**Work instructions**
Reply solely with the number of lines, in the records underneath, that include the word "matching".

(Input data begins)

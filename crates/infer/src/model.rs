use serde::Serialize;

// ---------------------------------------------------------------------------
// Input
// ---------------------------------------------------------------------------

/// A single untyped cell as it exists in the source table.
///
/// `Empty` covers absent/null cells. The engine never mutates cells; it only
/// reads their textual rendering.
#[derive(Debug, Clone, PartialEq)]
pub enum RawCell {
    Empty,
    Text(String),
    Number(f64),
    Bool(bool),
}

impl RawCell {
    /// Textual rendering used for pattern matching, or `None` for `Empty`.
    ///
    /// Numbers render without a trailing `.0` for whole values so that a
    /// serial-date column read from a spreadsheet as floats still looks like
    /// `44927` rather than `44927.0`.
    pub fn render(&self) -> Option<String> {
        match self {
            Self::Empty => None,
            Self::Text(s) => Some(s.clone()),
            Self::Number(n) => {
                if n.fract() == 0.0 && n.abs() < 1e15 {
                    Some(format!("{}", *n as i64))
                } else {
                    Some(format!("{n}"))
                }
            }
            Self::Bool(b) => Some(if *b { "TRUE".into() } else { "FALSE".into() }),
        }
    }

    pub fn is_empty(&self) -> bool {
        matches!(self, Self::Empty)
    }
}

impl From<&str> for RawCell {
    fn from(s: &str) -> Self {
        Self::Text(s.to_string())
    }
}

impl From<f64> for RawCell {
    fn from(n: f64) -> Self {
        Self::Number(n)
    }
}

// ---------------------------------------------------------------------------
// Detected formats
// ---------------------------------------------------------------------------

/// Date-shaped pattern detected during classification.
#[derive(Debug, Clone, Copy, PartialEq, Eq, Serialize)]
#[serde(rename_all = "snake_case")]
pub enum DatePattern {
    /// `MM/DD/YYYY` or `DD/MM/YYYY` (numeric slash date)
    SlashNumeric,
    /// `YYYY-MM-DD`
    IsoDash,
    /// `DD-Mon-YYYY`
    DayMonthName,
    /// `Q1 2024` / `Q1-2024`
    FiscalQuarter,
    /// `Mar 2024` / `March 2024`
    MonthNameYear,
    /// 5-digit spreadsheet serial
    SerialNumber,
}

/// Currency-shaped pattern detected during classification.
#[derive(Debug, Clone, Copy, PartialEq, Eq, Serialize)]
#[serde(rename_all = "snake_case")]
pub enum NumberPattern {
    /// `$1,234.56`
    DollarGrouped,
    /// `€1.234,56`
    EuroGrouped,
    /// `₹1,23,456.78` (lakh/crore grouping)
    RupeeLakh,
    /// `(1,234.56)` accounting negative
    ParenNegative,
    /// `1234.56-`
    TrailingMinus,
    /// `1.2K` / `2.5M` / `1.2B`
    Abbreviated,
}

/// Advisory tag describing a previously detected pattern.
///
/// Passed from a column's `TypeVerdict` into the normalizer to bias
/// parse-strategy ordering. Purely advisory: parsing always falls back to
/// the full strategy search when the hinted strategy fails.
#[derive(Debug, Clone, Copy, PartialEq, Eq, Serialize)]
#[serde(rename_all = "snake_case")]
pub enum FormatHint {
    Date(DatePattern),
    Number(NumberPattern),
}

// ---------------------------------------------------------------------------
// Verdict
// ---------------------------------------------------------------------------

/// The three semantic column types, in tie-break precedence order.
#[derive(Debug, Clone, Copy, PartialEq, Eq, Serialize)]
#[serde(rename_all = "snake_case")]
pub enum ColumnType {
    Date,
    Number,
    String,
}

impl std::fmt::Display for ColumnType {
    fn fmt(&self, f: &mut std::fmt::Formatter<'_>) -> std::fmt::Result {
        match self {
            Self::Date => write!(f, "date"),
            Self::Number => write!(f, "number"),
            Self::String => write!(f, "string"),
        }
    }
}

/// Sub-classification of string columns, in tie-break enumeration order.
#[derive(Debug, Clone, Copy, PartialEq, Eq, Serialize)]
#[serde(rename_all = "snake_case")]
pub enum StringSubtype {
    AccountName,
    Description,
    Reference,
    Category,
    General,
}

impl std::fmt::Display for StringSubtype {
    fn fmt(&self, f: &mut std::fmt::Formatter<'_>) -> std::fmt::Result {
        match self {
            Self::AccountName => write!(f, "account_name"),
            Self::Description => write!(f, "description"),
            Self::Reference => write!(f, "reference"),
            Self::Category => write!(f, "category"),
            Self::General => write!(f, "general"),
        }
    }
}

/// Result of classifying one column.
#[derive(Debug, Clone, PartialEq, Serialize)]
pub struct TypeVerdict {
    pub column_type: ColumnType,
    /// Fraction of sampled values matching the winning type's detection
    /// rule, always in [0, 1].
    pub confidence: f64,
    /// First pattern that matched during the scan, if any.
    pub format: Option<FormatHint>,
    /// Present only when `column_type` is `String`.
    pub string_subtype: Option<StringSubtype>,
}

impl TypeVerdict {
    /// Verdict for a column with no usable samples.
    pub fn empty() -> Self {
        Self {
            column_type: ColumnType::String,
            confidence: 0.0,
            format: None,
            string_subtype: None,
        }
    }
}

(Input data ends)

**Task answer**
2